The members of the Department of Chemistry are instilled with a strong desire to seek and investigate unknown areas, and many of our outstanding scientists have left a legacy of important work in their respective fields. Majima Riko, Akabori Shiro and Nozoe Tetsuo, all recipients of the National Culture Award of Japan, are three of the most distinguished former members of our faculty.
Japan's first female university students were admitted to the Tohoku Imperial University College of Science. In 1913, two women enrolled in the Chemistry Department, and one joined the Mathematics Department. Kuroda Chika and Tange Ume were two of the women who continued to conduct research after graduation and made prominent contributions to the field of chemistry in Japan.

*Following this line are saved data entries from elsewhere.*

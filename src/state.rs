use parking_lot::{Mutex, RwLock};
use std::sync::Arc;

use crate::config::{Config, LlmConfig};
use crate::llm::embeddings::LlmEmbedder;
use crate::session::SessionStore;
use crate::store::VectorStore;

/// Shared application state.
#[derive(Clone)]
pub struct AppState {
    pub config: Config,
    pub store: Arc<VectorStore>,
    pub sessions: Arc<Mutex<SessionStore>>,
    pub http_client: reqwest::Client,
    pub llm_config: Arc<RwLock<LlmConfig>>,
    pub model_semaphore: Arc<tokio::sync::Semaphore>,
}

impl AppState {
    pub fn new(config: Config) -> anyhow::Result<Self> {
        let store = VectorStore::open_or_create(&config.collection_dir())?;

        let llm_config = config.llm.clone();
        let max_sessions = config.max_sessions;

        Ok(Self {
            config,
            store: Arc::new(store),
            sessions: Arc::new(Mutex::new(SessionStore::new(max_sessions))),
            http_client: reqwest::Client::builder()
                .connect_timeout(std::time::Duration::from_secs(10))
                .timeout(std::time::Duration::from_secs(120))
                .build()?,
            llm_config: Arc::new(RwLock::new(llm_config)),
            model_semaphore: Arc::new(tokio::sync::Semaphore::new(3)),
        })
    }

    /// Embedder for the LLM config currently in effect.
    pub fn embedder(&self) -> LlmEmbedder {
        LlmEmbedder::new(self.http_client.clone(), self.llm_config.read().clone())
    }
}
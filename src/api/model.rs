use axum::body::Bytes;
use axum::extract::State;
use axum::http::StatusCode;
use axum::Json;
use serde::Serialize;

use crate::llm::extract::{extract_from_image, generate_for_term, ModelError};
use crate::models::{CandidateBatch, GenerateRequest};
use crate::state::AppState;

/// Error body for extraction and generation failures. `raw` carries the
/// model's reply when it did not follow the JSON contract.
#[derive(Debug, Serialize)]
pub struct ModelErrorBody {
    pub error: String,
    #[serde(skip_serializing_if = "Option::is_none")]
    pub raw: Option<String>,
}

type ModelResult = Result<Json<CandidateBatch>, (StatusCode, Json<ModelErrorBody>)>;

/// POST /api/extract - Raw image body in, candidate flashcards out (not saved)
pub async fn extract(State(state): State<AppState>, body: Bytes) -> ModelResult {
    if body.len() > state.config.max_image_bytes() {
        return Err(error_response(ModelError::Input(format!(
            "image exceeds {} MB",
            state.config.max_image_mb
        ))));
    }

    let _permit = acquire(&state).await?;
    let llm_config = state.llm_config.read().clone();
    extract_from_image(
        &state.http_client,
        &llm_config,
        &state.config.languages,
        &body,
    )
    .await
    .map(Json)
    .map_err(error_response)
}

/// POST /api/generate - Candidate flashcards for a typed term (not saved)
pub async fn generate(
    State(state): State<AppState>,
    Json(req): Json<GenerateRequest>,
) -> ModelResult {
    let _permit = acquire(&state).await?;
    let llm_config = state.llm_config.read().clone();
    generate_for_term(
        &state.http_client,
        &llm_config,
        &state.config.languages,
        &req.term,
    )
    .await
    .map(Json)
    .map_err(error_response)
}

async fn acquire(
    state: &AppState,
) -> Result<tokio::sync::OwnedSemaphorePermit, (StatusCode, Json<ModelErrorBody>)> {
    state
        .model_semaphore
        .clone()
        .acquire_owned()
        .await
        .map_err(|_| {
            (
                StatusCode::SERVICE_UNAVAILABLE,
                Json(ModelErrorBody {
                    error: "Model service at capacity".to_string(),
                    raw: None,
                }),
            )
        })
}

pub fn error_response(err: ModelError) -> (StatusCode, Json<ModelErrorBody>) {
    let status = match &err {
        ModelError::Contract { .. } => StatusCode::UNPROCESSABLE_ENTITY,
        ModelError::Input(_) => StatusCode::BAD_REQUEST,
        ModelError::Transport(e) => {
            tracing::error!("Model call failed: {e:#}");
            StatusCode::BAD_GATEWAY
        }
    };
    let raw = err.raw().map(str::to_string);
    (
        status,
        Json(ModelErrorBody {
            error: err.to_string(),
            raw,
        }),
    )
}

The Chemistry Buildings for the Chemistry Department were constructed in 1972 at the Aobayama Campus and houses the Research Building, Student Experiments Building and the Instrumental Analysis Center for Chemistry, covering an area of approximately 10,000 square meters. Surrounded by green forests, it is based high atop a hill overlooking the pristine waters of the Hirose River with a magnificent view of Sendai and the surrounding countryside. The Pacific Ocean lies to the east, the Zao Mountain Range to the west, and Izumigatake and the Ou Mountains rise in the north.
Living in the midst of such a beautiful natural environment, students enjoy events such as sports festivals in the spring, early summer baseball tournaments, "ekiden" marathon runs in the fall, and skiing and other sports in the winter. Students and faculty are united in their efforts to search for the truth and are truly imbued with the frontier spirit.